Every day, new platforms emerge on the internet. Applications such as Twitter, Facebook, Instagram, SnapChat, and TikTok dominate social media platforms. Messaging services such as WhatsApp, Signal, Messenger, and Telegram are extremely popular messaging platforms.
These platforms dominate over other unknown social media and messaging platforms because they are reliable and user-friendly. Although most people will call them trustworthy, every platform has its security flaws.
When you are looking for a crypto trading platform, security is one of the top concerns. Unlike posting a selfie on a social media platform or sending a message to a friend on a messaging platform, you will be using your hard-earned money to buy crypto. A security flaw can result in life-changing detrimental effects. Here are four tips on how to successfully choose a crypto platform.
1. Security First
Companies all over the world continue to develop and promote new crypto platforms. The first cryptocurrency, Bitcoin, was first developed in 2009 by Satoshi Nakamoto. Fast forward to 2022, there have been hundreds of other types of cryptocurrencies developed such as ETH, LiteCoin, XRO, Stellar, Cardano, Tether, and Polkadot. To keep up with the new forms of cryptocurrency, new crypto platforms are developed daily.
Not every crypto exchange platform is built the same. Some crypto platforms are not nearly as secure. When you are searching for the best crypto platform, you should first look to see how secure it is. Most likely, you will be using a personal debit card or bank card to buy the cryptocurrency. If the platform is not secure, it puts you at risk of being hacked. A hacker can steal money from your bank account and crypto profile on the platform.

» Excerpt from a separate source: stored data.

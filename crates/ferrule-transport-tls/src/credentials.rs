use std::{
    fmt,
    path::{Path, PathBuf},
    sync::Arc,
};

use ferrule_transport::{Result, TransportError};
use rustls::RootCertStore;
use rustls_pki_types::{
    CertificateDer, CertificateRevocationListDer, PrivateKeyDer, pem::PemObject,
};
use serde::Deserialize;
use tracing::{debug, error};

use crate::error::{self, operation_error, with_source};

/// 私钥、证书链、CA 与 CRL 的文件路径；任一字段为空时回落到进程级默认值。
#[derive(Clone, Debug, Default, PartialEq, Eq, Deserialize)]
#[serde(default, deny_unknown_fields)]
pub struct CredentialPaths {
    pub key_file: Option<PathBuf>,
    pub cert_file: Option<PathBuf>,
    pub ca_file: Option<PathBuf>,
    pub crl_file: Option<PathBuf>,
}

impl CredentialPaths {
    pub fn new() -> Self {
        Self::default()
    }

    pub fn with_key_file(mut self, path: impl Into<PathBuf>) -> Self {
        self.key_file = Some(path.into());
        self
    }

    pub fn with_cert_file(mut self, path: impl Into<PathBuf>) -> Self {
        self.cert_file = Some(path.into());
        self
    }

    pub fn with_ca_file(mut self, path: impl Into<PathBuf>) -> Self {
        self.ca_file = Some(path.into());
        self
    }

    pub fn with_crl_file(mut self, path: impl Into<PathBuf>) -> Self {
        self.crl_file = Some(path.into());
        self
    }

    /// 逐字段回落：本实例未设置的路径取 `defaults` 中的值。
    pub fn resolve(&self, defaults: &CredentialPaths) -> CredentialPaths {
        CredentialPaths {
            key_file: self.key_file.clone().or_else(|| defaults.key_file.clone()),
            cert_file: self.cert_file.clone().or_else(|| defaults.cert_file.clone()),
            ca_file: self.ca_file.clone().or_else(|| defaults.ca_file.clone()),
            crl_file: self.crl_file.clone().or_else(|| defaults.crl_file.clone()),
        }
    }
}

/// 单个连接持有的凭据材料。
///
/// # 教案级注释
///
/// ## 意图（Why）
/// - 凭据在建连/接受时按需加载，随连接一起释放；连接之间只共享只读的默认路径快照；
/// - 任何文件解析失败都在握手前暴露为 [`ErrorKind::Credential`](ferrule_transport::ErrorKind::Credential)，
///   连接不会带着残缺的信任配置进入握手。
///
/// ## 契约（What）
/// - 证书文件至少包含一张证书，CRL 文件至少包含一份吊销列表；
/// - CA 文件中的每张证书都必须能加入信任锚集合；
/// - [`own_cert`](Self::own_cert) 仅在私钥与证书同时存在时返回。
///
/// ## 风险与权衡（Trade-offs）
/// - 私钥以 DER 形式常驻内存直到连接释放，`Debug` 输出不包含任何密钥内容。
#[derive(Default)]
pub struct Credentials {
    key: Option<PrivateKeyDer<'static>>,
    cert_chain: Vec<CertificateDer<'static>>,
    roots: Option<Arc<RootCertStore>>,
    crls: Vec<CertificateRevocationListDer<'static>>,
}

impl Credentials {
    /// 按路径加载全部凭据；未设置的路径直接跳过。
    pub fn load(paths: &CredentialPaths) -> Result<Self> {
        let loaded = Self::load_inner(paths);
        if let Err(err) = &loaded {
            error!(code = err.code(), error = %err, "error parsing crypto config");
        }
        loaded
    }

    fn load_inner(paths: &CredentialPaths) -> Result<Self> {
        let mut credentials = Credentials::default();
        if let Some(path) = &paths.key_file {
            credentials.key = Some(
                PrivateKeyDer::from_pem_file(path)
                    .map_err(|err| with_source(error::CREDENTIAL, describe(path, "private key"), err))?,
            );
        }
        if let Some(path) = &paths.cert_file {
            credentials.cert_chain = load_certificates(path)?;
        }
        if let Some(path) = &paths.ca_file {
            let mut roots = RootCertStore::empty();
            for cert in load_certificates(path)? {
                roots.add(cert).map_err(|err| {
                    with_source(error::CREDENTIAL, describe(path, "trust anchor"), err)
                })?;
            }
            credentials.roots = Some(Arc::new(roots));
        }
        if let Some(path) = &paths.crl_file {
            credentials.crls = load_crls(path)?;
        }
        debug!(
            key = credentials.has_key(),
            certs = credentials.cert_chain.len(),
            ca = credentials.roots.is_some(),
            crls = credentials.crls.len(),
            "credentials loaded"
        );
        Ok(credentials)
    }

    pub fn has_key(&self) -> bool {
        self.key.is_some()
    }

    pub fn has_cert(&self) -> bool {
        !self.cert_chain.is_empty()
    }

    pub fn has_ca(&self) -> bool {
        self.roots.is_some()
    }

    pub fn has_crl(&self) -> bool {
        !self.crls.is_empty()
    }

    pub fn cert_chain(&self) -> &[CertificateDer<'static>] {
        &self.cert_chain
    }

    pub fn roots(&self) -> Option<&Arc<RootCertStore>> {
        self.roots.as_ref()
    }

    pub fn crls(&self) -> &[CertificateRevocationListDer<'static>] {
        &self.crls
    }

    /// 自身证书链与私钥的副本；缺任意一项时返回 `None`。
    pub fn own_cert(&self) -> Option<(Vec<CertificateDer<'static>>, PrivateKeyDer<'static>)> {
        match &self.key {
            Some(key) if self.has_cert() => Some((self.cert_chain.clone(), key.clone_key())),
            _ => None,
        }
    }
}

impl fmt::Debug for Credentials {
    fn fmt(&self, f: &mut fmt::Formatter<'_>) -> fmt::Result {
        f.debug_struct("Credentials")
            .field("key", &self.has_key())
            .field("cert_chain", &self.cert_chain.len())
            .field("roots", &self.roots.as_ref().map(|roots| roots.len()))
            .field("crls", &self.crls.len())
            .finish()
    }
}

fn load_certificates(path: &Path) -> Result<Vec<CertificateDer<'static>>> {
    let certs = CertificateDer::pem_file_iter(path)
        .and_then(|iter| iter.collect::<std::result::Result<Vec<_>, _>>())
        .map_err(|err| with_source(error::CREDENTIAL, describe(path, "certificate"), err))?;
    if certs.is_empty() {
        return Err(empty(path, "certificate"));
    }
    Ok(certs)
}

fn load_crls(path: &Path) -> Result<Vec<CertificateRevocationListDer<'static>>> {
    let crls = CertificateRevocationListDer::pem_file_iter(path)
        .and_then(|iter| iter.collect::<std::result::Result<Vec<_>, _>>())
        .map_err(|err| with_source(error::CREDENTIAL, describe(path, "revocation list"), err))?;
    if crls.is_empty() {
        return Err(empty(path, "revocation list"));
    }
    Ok(crls)
}

fn describe(path: &Path, what: &str) -> String {
    format!("{what} file {}", path.display())
}

fn empty(path: &Path, what: &str) -> TransportError {
    operation_error(error::CREDENTIAL, format!("no {what} found in {}", path.display()))
}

Some trading platforms may be susceptible to spam or bad links. If a hacker cannot take your money directly from the platform through your bank account or crypto wallet, they can still access private information. For example, an unsecured platform allows hackers to track your computer usage, access your hard drive, and use your IP for illegal internet activity. They may also use private identifying information such as your name, address, and social security numbers to steal your identity.
2. Available Cryptocurrencies
Once you have found a few platforms that appear secure, you can also determine which Crypto platform is best for you by what they offer. Some trading platforms will only allow you to buy specific types of cryptocurrency. For example, on one platform you may be able to purchase ETH and LiteCoin, whereas on another you can purchase Stellar, Polkadot, and Cardano. Large and well-established trading platforms may offer their users multiple wallets for a wide range of cryptocurrencies.
When you have found a product or service that accepts bitcoin, it would not be helpful to join a trading platform that only allows you to purchase ETH. Knowing what kind of cryptocurrency you want to buy will help eliminate platforms. By the process of elimination, you may find the trading platform that is right for you.
3. Check Processing Fees
Each trading platform will have processing fees or rate of exchange fees. These fees are extremely important to pay attention to when you are purchasing cryptocurrencies. An unknown cryptocurrency may only be worth pennies. When you decide to buy the cryptocurrency, the trading platform will take a small percentage or portion for the exchange.
For example, one platform may take a 1% processing fee when you buy ETH. Another platform may charge a flat-rate fee of $3.00 every time you buy ETC. In some cases, these fees are very high. When you buy the cryptocurrency, you will see the amount of cryptocurrency in your wallet is lower than how much you purchased. The hope is that the value of the currency will increase and you will recoup the processing fees as well as make a profit.
There are also processing fees when you sell cryptocurrency for dollars. These fees can be so expensive, you may lose more money during the exchange than you made in profit. You could lose money due to fees even when you made a good investment.
4. Invest What You Can Lose
The value of cryptocurrencies greatly changes throughout the hour, day, and week. If you buy one type of cryptocurrency valued at 60k dollars per coin, and the value drops to 30k per coin an hour later, you will be devastated knowing you only retain half your investment.
Imagine if you bought $1,000 in cryptocurrency and only left with $500. It can feel like a huge loss. Cryptocurrency is not as steady as the value of the dollar.
You can gain a lot of money by investing, but also lose a lot of money if you make the wrong choice of when to buy cryptocurrency. You should only invest the money you are not scared to lose. Cryptocurrency is decentralized. There is not any existing trading platform that can assist you in recouping lost funds.